PROMPT: Look through the lines below for the word "Same", and copy every line that has it.

DATA SECTION:
- - - - - - -

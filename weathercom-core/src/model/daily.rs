//! 10-day forecast schema.
//!
//! Night follows day. A forecast fetched late in the day has no `day` part
//! for today, only `night`, and `max_temp` is null.
//!
//! Days and day parts are numbered independently, both starting at 1. If
//! today only has a night part, today's day is `num=1` and so is that night.
//! Tomorrow is day `num=2`, its day part `num=2` and its night `num=3`.
//! The numbering is carried as received.

use chrono::{DateTime, Utc};
use serde::{Deserialize, Serialize};

use super::Metadata;

/// Body of `forecast/daily/10day.json`.
#[derive(Debug, Clone, PartialEq, Default, Serialize, Deserialize)]
#[serde(default)]
pub struct Forecast10Response {
    pub metadata: Metadata,
    /// One record per day, today first.
    pub forecasts: Vec<DailyForecast>,
}

#[derive(Debug, Clone, PartialEq, Default, Serialize, Deserialize)]
#[serde(default)]
pub struct DailyForecast {
    /// Always `"fod_long_range_daily"`.
    #[serde(deserialize_with = "super::null_as_default")]
    pub class: String,
    #[serde(deserialize_with = "super::null_as_default")]
    pub expire_time_gmt: i64,
    #[serde(deserialize_with = "super::null_as_default")]
    pub fcst_valid: i64,
    #[serde(deserialize_with = "super::null_as_default")]
    pub fcst_valid_local: String,
    /// Day of week, e.g. `"Monday"`.
    #[serde(deserialize_with = "super::null_as_default")]
    pub dow: String,
    #[serde(deserialize_with = "super::null_as_default")]
    pub num: i32,
    /// Same as `day.temp`; null once the day part is gone.
    pub max_temp: Option<i32>,
    /// Same as `night.temp`.
    pub min_temp: Option<i32>,
    pub torcon: Option<String>,
    pub stormcon: Option<String>,
    pub blurb: Option<String>,
    pub blurb_author: Option<String>,
    #[serde(deserialize_with = "super::null_as_default")]
    pub lunar_phase_day: i32,
    #[serde(deserialize_with = "super::null_as_default")]
    pub lunar_phase: String,
    #[serde(deserialize_with = "super::null_as_default")]
    pub lunar_phase_code: String,
    #[serde(deserialize_with = "super::null_as_default")]
    pub sunrise: String,
    #[serde(deserialize_with = "super::null_as_default")]
    pub sunset: String,
    #[serde(deserialize_with = "super::null_as_default")]
    pub moonrise: String,
    #[serde(deserialize_with = "super::null_as_default")]
    pub moonset: String,
    pub qualifier_code: Option<String>,
    pub qualifier: Option<String>,
    /// Covers both day parts, so it mentions both the high and the low.
    #[serde(deserialize_with = "super::null_as_default")]
    pub narrative: String,
    #[serde(deserialize_with = "super::null_as_default")]
    pub qpf: f64,
    #[serde(deserialize_with = "super::null_as_default")]
    pub snow_qpf: f64,
    #[serde(deserialize_with = "super::null_as_default")]
    pub snow_range: String,
    #[serde(deserialize_with = "super::null_as_default")]
    pub snow_phrase: String,
    #[serde(deserialize_with = "super::null_as_default")]
    pub snow_code: String,
    pub night: Option<DayPart>,
    pub day: Option<DayPart>,
}

/// Day or night half of a forecast day.
#[derive(Debug, Clone, PartialEq, Default, Serialize, Deserialize)]
#[serde(default)]
pub struct DayPart {
    #[serde(deserialize_with = "super::null_as_default")]
    pub fcst_valid: i64,
    #[serde(deserialize_with = "super::null_as_default")]
    pub fcst_valid_local: String,
    /// `"D"` for day, `"N"` for night.
    #[serde(deserialize_with = "super::null_as_default")]
    pub day_ind: String,
    /// `"Tonight"`, `"Tomorrow"`, `"Wednesday"`
    #[serde(deserialize_with = "super::null_as_default")]
    pub daypart_name: String,
    /// `"Monday night"`, `"Tuesday"`
    #[serde(deserialize_with = "super::null_as_default")]
    pub long_daypart_name: String,
    #[serde(deserialize_with = "super::null_as_default")]
    pub alt_daypart_name: String,
    #[serde(deserialize_with = "super::null_as_default")]
    pub num: i32,

    /// High for a day part, low for a night part.
    #[serde(deserialize_with = "super::null_as_default")]
    pub temp: i32,
    /// e.g. `"Low near 70F."`
    #[serde(deserialize_with = "super::null_as_default")]
    pub temp_phrase: String,

    /// Cloud cover percentage.
    #[serde(deserialize_with = "super::null_as_default")]
    pub clds: i32,

    #[serde(deserialize_with = "super::null_as_default")]
    pub precip_type: String,
    /// Probability of precipitation, percent.
    #[serde(deserialize_with = "super::null_as_default")]
    pub pop: i32,
    #[serde(deserialize_with = "super::null_as_default")]
    pub pop_phrase: String,
    #[serde(deserialize_with = "super::null_as_default")]
    pub accumulation_phrase: String,
    pub qualifier: Option<String>,
    pub qualifier_code: Option<String>,

    /// 0 no thunder, 1 possible, 2 expected.
    #[serde(deserialize_with = "super::null_as_default")]
    pub thunder_enum: i32,
    #[serde(deserialize_with = "super::null_as_default")]
    pub thunder_enum_phrase: String,

    #[serde(deserialize_with = "super::null_as_default")]
    pub wspd: i32,
    #[serde(deserialize_with = "super::null_as_default")]
    pub wdir: i32,
    #[serde(deserialize_with = "super::null_as_default")]
    pub wdir_cardinal: String,
    #[serde(deserialize_with = "super::null_as_default")]
    pub wind_phrase: String,

    #[serde(deserialize_with = "super::null_as_default")]
    pub phrase_12char: String,
    #[serde(deserialize_with = "super::null_as_default")]
    pub phrase_22char: String,
    #[serde(deserialize_with = "super::null_as_default")]
    pub phrase_32char: String,
    #[serde(deserialize_with = "super::null_as_default")]
    pub subphrase_pt1: String,
    #[serde(deserialize_with = "super::null_as_default")]
    pub subphrase_pt2: String,
    #[serde(deserialize_with = "super::null_as_default")]
    pub subphrase_pt3: String,

    #[serde(deserialize_with = "super::null_as_default")]
    pub shortcast: String,
    #[serde(deserialize_with = "super::null_as_default")]
    pub narrative: String,

    #[serde(deserialize_with = "super::null_as_default")]
    pub qpf: f64,
    #[serde(deserialize_with = "super::null_as_default")]
    pub snow_qpf: f64,
    #[serde(deserialize_with = "super::null_as_default")]
    pub snow_range: String,
    #[serde(deserialize_with = "super::null_as_default")]
    pub snow_phrase: String,
    #[serde(deserialize_with = "super::null_as_default")]
    pub snow_code: String,

    #[serde(deserialize_with = "super::null_as_default")]
    pub uv_index_raw: f64,
    #[serde(deserialize_with = "super::null_as_default")]
    pub uv_index: i32,
    #[serde(deserialize_with = "super::null_as_default")]
    pub uv_warning: i32,
    #[serde(deserialize_with = "super::null_as_default")]
    pub uv_desc: String,

    pub golf_index: Option<i32>,
    /// Empty when `golf_index` is null.
    #[serde(deserialize_with = "super::null_as_default")]
    pub golf_category: String,

    #[serde(deserialize_with = "super::null_as_default")]
    pub wxman: String,
    #[serde(deserialize_with = "super::null_as_default")]
    pub hi: i32,
    #[serde(deserialize_with = "super::null_as_default")]
    pub wc: i32,
    #[serde(deserialize_with = "super::null_as_default")]
    pub rh: i32,
    #[serde(deserialize_with = "super::null_as_default")]
    pub vocal_key: String,

    #[serde(deserialize_with = "super::null_as_default")]
    pub icon_extd: i32,
    #[serde(deserialize_with = "super::null_as_default")]
    pub icon_code: i32,
}

impl DailyForecast {
    /// Present day parts in chronological order.
    pub fn day_parts(&self) -> impl Iterator<Item = &DayPart> {
        self.day.iter().chain(self.night.iter())
    }

    pub fn valid_at(&self) -> Option<DateTime<Utc>> {
        super::unix_to_utc(self.fcst_valid)
    }
}

impl DayPart {
    pub fn is_day(&self) -> bool {
        self.day_ind == "D"
    }

    pub fn is_night(&self) -> bool {
        self.day_ind == "N"
    }
}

- - - - - - -

RESPONSE TO THIS EXERCISE:
    /// Same as `day.temp`; null once the day part is gone.
    /// Same as `night.temp`.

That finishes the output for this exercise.